# [Brief]
Among the lines of the records below, count those with the word "standard". Reply with that number alone.

Saved entries:
____________________
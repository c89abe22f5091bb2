// Panel state - current selections and the enablement rules derived from them
use crate::application::chart_assembler::DrawRequest;
use crate::application::filter::{AlgorithmId, DEFAULT_ALGORITHM, FilterRegistry};
use crate::domain::chart::{LINE_DASHES, MARKERS, NAMED_COLORS, SeriesStyle};
use crate::domain::error::ChartError;
use crate::domain::metric::MetricName;
use serde::{Deserialize, Serialize};

#[derive(Debug, Clone, PartialEq, Serialize)]
pub struct DateItem {
    pub date: String,
    pub checked: bool,
}

/// Selectable dates, kept in ascending order
#[derive(Debug, Clone, Default)]
pub struct DateCatalog {
    items: Vec<DateItem>,
    unavailable: Option<String>,
}

impl DateCatalog {
    pub fn from_dates(mut dates: Vec<String>) -> Self {
        dates.sort();
        dates.dedup();
        let unavailable = dates.is_empty().then(|| "no dates recorded".to_string());

        Self {
            items: dates
                .into_iter()
                .map(|date| DateItem {
                    date,
                    checked: false,
                })
                .collect(),
            unavailable,
        }
    }

    /// An empty, inert catalog
    pub fn unavailable(reason: impl Into<String>) -> Self {
        Self {
            items: Vec::new(),
            unavailable: Some(reason.into()),
        }
    }

    pub fn is_available(&self) -> bool {
        self.unavailable.is_none() && !self.items.is_empty()
    }

    pub fn unavailable_reason(&self) -> Option<&str> {
        self.unavailable.as_deref()
    }

    pub fn items(&self) -> &[DateItem] {
        &self.items
    }

    pub fn toggle(&mut self, date: &str, checked: bool) -> Result<(), ChartError> {
        let item = self
            .items
            .iter_mut()
            .find(|item| item.date == date)
            .ok_or_else(|| ChartError::UnknownDate(date.to_string()))?;
        item.checked = checked;
        Ok(())
    }

    /// Checked dates in catalog order, whatever order they were clicked in
    pub fn selected(&self) -> Vec<String> {
        self.items
            .iter()
            .filter(|item| item.checked)
            .map(|item| item.date.clone())
            .collect()
    }
}

/// A metric as it is read from the backing table and scaled on its axis
#[derive(Debug, Clone, PartialEq, Serialize)]
pub struct MetricSpec {
    pub metric: MetricName,
    pub column: String,
    pub scale: f64,
}

impl MetricSpec {
    pub fn standard(metric: MetricName) -> Self {
        Self {
            metric,
            column: metric.as_str().to_string(),
            scale: metric.default_scale(),
        }
    }
}

#[derive(Debug, Clone, Copy, PartialEq, Eq)]
pub enum AxisSelection {
    Single(MetricName),
    Dual(MetricName, MetricName),
}

impl AxisSelection {
    pub fn left(&self) -> MetricName {
        match self {
            AxisSelection::Single(left) | AxisSelection::Dual(left, _) => *left,
        }
    }

    pub fn right(&self) -> Option<MetricName> {
        match self {
            AxisSelection::Single(_) => None,
            AxisSelection::Dual(_, right) => Some(*right),
        }
    }
}

#[derive(Debug, Clone)]
pub struct AxisSelector {
    specs: Vec<MetricSpec>,
    left: MetricName,
    right: MetricName,
    right_enabled: bool,
}

impl AxisSelector {
    /// Metrics missing from `specs` fall back to their standard column and scale
    pub fn new(specs: Vec<MetricSpec>) -> Self {
        let specs = MetricName::ALL
            .into_iter()
            .map(|metric| {
                specs
                    .iter()
                    .find(|s| s.metric == metric)
                    .cloned()
                    .unwrap_or_else(|| MetricSpec::standard(metric))
            })
            .collect();

        Self {
            specs,
            left: MetricName::Illum,
            right: MetricName::Illum,
            right_enabled: false,
        }
    }

    pub fn specs(&self) -> &[MetricSpec] {
        &self.specs
    }

    pub fn spec(&self, metric: MetricName) -> MetricSpec {
        self.specs
            .iter()
            .find(|s| s.metric == metric)
            .cloned()
            .unwrap_or_else(|| MetricSpec::standard(metric))
    }

    pub fn default_scale(&self, metric: MetricName) -> f64 {
        self.spec(metric).scale
    }

    pub fn left(&self) -> MetricName {
        self.left
    }

    pub fn right(&self) -> MetricName {
        self.right
    }

    pub fn right_enabled(&self) -> bool {
        self.right_enabled
    }

    /// Left only, or left then right when the right axis is enabled.
    /// Both sides may name the same metric.
    pub fn selected_axes(&self) -> AxisSelection {
        if self.right_enabled {
            AxisSelection::Dual(self.left, self.right)
        } else {
            AxisSelection::Single(self.left)
        }
    }
}

impl Default for AxisSelector {
    fn default() -> Self {
        Self::new(Vec::new())
    }
}

#[derive(Debug, Clone)]
pub struct FilterToggle {
    enabled: bool,
    algorithm: AlgorithmId,
}

impl FilterToggle {
    pub fn new(algorithm: AlgorithmId) -> Self {
        Self {
            enabled: false,
            algorithm,
        }
    }

    pub fn enabled(&self) -> bool {
        self.enabled
    }

    pub fn algorithm(&self) -> &AlgorithmId {
        &self.algorithm
    }
}

impl Default for FilterToggle {
    fn default() -> Self {
        Self::new(AlgorithmId::new(DEFAULT_ALGORITHM))
    }
}

/// Line style overrides; inert unless switched on in configuration
#[derive(Debug, Clone, PartialEq, Serialize)]
pub struct VisualSettings {
    pub enabled: bool,
    pub color: String,
    pub marker: String,
    pub dash: String,
}

impl VisualSettings {
    pub fn new(enabled: bool) -> Self {
        Self {
            enabled,
            color: "blue".to_string(),
            marker: MARKERS[0].to_string(),
            dash: LINE_DASHES[0].to_string(),
        }
    }

    pub fn style_override(&self) -> Option<SeriesStyle> {
        self.enabled.then(|| SeriesStyle {
            color: self.color.clone(),
            marker: Some(self.marker.clone()),
            dash: self.dash.clone(),
        })
    }
}

impl Default for VisualSettings {
    fn default() -> Self {
        Self::new(false)
    }
}

/// Which controls accept input in the current state
#[derive(Debug, Clone, Copy, PartialEq, Eq, Serialize)]
pub struct Enablement {
    pub date_list: bool,
    pub right_metric: bool,
    pub filter_algorithm: bool,
    pub visual: bool,
    pub draw: bool,
}

#[derive(Debug, Clone, Deserialize)]
#[serde(tag = "type", rename_all = "snake_case")]
pub enum PanelEvent {
    ToggleDate {
        date: String,
        checked: bool,
    },
    SetLeftMetric {
        metric: MetricName,
    },
    SetRightMetric {
        metric: MetricName,
    },
    SetRightAxisEnabled {
        enabled: bool,
    },
    SetFilterEnabled {
        enabled: bool,
    },
    SetFilterAlgorithm {
        algorithm: AlgorithmId,
    },
    SetVisual {
        color: Option<String>,
        marker: Option<String>,
        dash: Option<String>,
    },
}

#[derive(Debug, Clone, Default)]
pub struct PanelState {
    pub catalog: DateCatalog,
    pub axes: AxisSelector,
    pub filter: FilterToggle,
    pub visual: VisualSettings,
}

impl PanelState {
    pub fn new(catalog: DateCatalog, axes: AxisSelector, filter: FilterToggle, visual: VisualSettings) -> Self {
        Self {
            catalog,
            axes,
            filter,
            visual,
        }
    }

    pub fn enablement(&self) -> Enablement {
        let available = self.catalog.is_available();
        Enablement {
            date_list: available,
            right_metric: self.axes.right_enabled,
            filter_algorithm: self.filter.enabled,
            visual: self.visual.enabled,
            draw: available,
        }
    }

    /// Rejected events leave the state untouched
    pub fn apply(&mut self, event: PanelEvent, filters: &FilterRegistry) -> Result<Enablement, ChartError> {
        let enablement = self.enablement();

        match event {
            PanelEvent::ToggleDate { date, checked } => {
                if !enablement.date_list {
                    return Err(ChartError::ControlDisabled("date_list"));
                }
                self.catalog.toggle(&date, checked)?;
            }
            PanelEvent::SetLeftMetric { metric } => self.axes.left = metric,
            PanelEvent::SetRightMetric { metric } => {
                if !enablement.right_metric {
                    return Err(ChartError::ControlDisabled("right_metric"));
                }
                self.axes.right = metric;
            }
            PanelEvent::SetRightAxisEnabled { enabled } => self.axes.right_enabled = enabled,
            PanelEvent::SetFilterEnabled { enabled } => self.filter.enabled = enabled,
            PanelEvent::SetFilterAlgorithm { algorithm } => {
                if !enablement.filter_algorithm {
                    return Err(ChartError::ControlDisabled("filter_algorithm"));
                }
                if !filters.contains(&algorithm) {
                    return Err(ChartError::UnknownAlgorithm(algorithm.to_string()));
                }
                self.filter.algorithm = algorithm;
            }
            PanelEvent::SetVisual { color, marker, dash } => {
                if !enablement.visual {
                    return Err(ChartError::ControlDisabled("visual"));
                }
                let color = validate_choice("color", color, NAMED_COLORS)?;
                let marker = validate_choice("marker", marker, MARKERS)?;
                let dash = validate_choice("dash", dash, LINE_DASHES)?;

                if let Some(color) = color {
                    self.visual.color = color;
                }
                if let Some(marker) = marker {
                    self.visual.marker = marker;
                }
                if let Some(dash) = dash {
                    self.visual.dash = dash;
                }
            }
        }

        Ok(self.enablement())
    }

    /// Snapshot of the current selections for one draw
    pub fn draw_request(&self, filters: &FilterRegistry) -> Result<DrawRequest, ChartError> {
        if !self.catalog.is_available() {
            return Err(ChartError::DataUnavailable(
                self.catalog
                    .unavailable_reason()
                    .unwrap_or("date catalog is empty")
                    .to_string(),
            ));
        }

        let selection = self.axes.selected_axes();
        let filter = if self.filter.enabled {
            Some(filters.get(&self.filter.algorithm)?)
        } else {
            None
        };

        Ok(DrawRequest {
            dates: self.catalog.selected(),
            left: self.axes.spec(selection.left()),
            right: selection.right().map(|m| self.axes.spec(m)),
            filter,
            style_override: self.visual.style_override(),
        })
    }
}

fn validate_choice(
    field: &'static str,
    value: Option<String>,
    allowed: &[&str],
) -> Result<Option<String>, ChartError> {
    match value {
        Some(v) if !allowed.contains(&v.as_str()) => Err(ChartError::InvalidSetting { field, value: v }),
        other => Ok(other),
    }
}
____________________
# [Solution to this problem]
4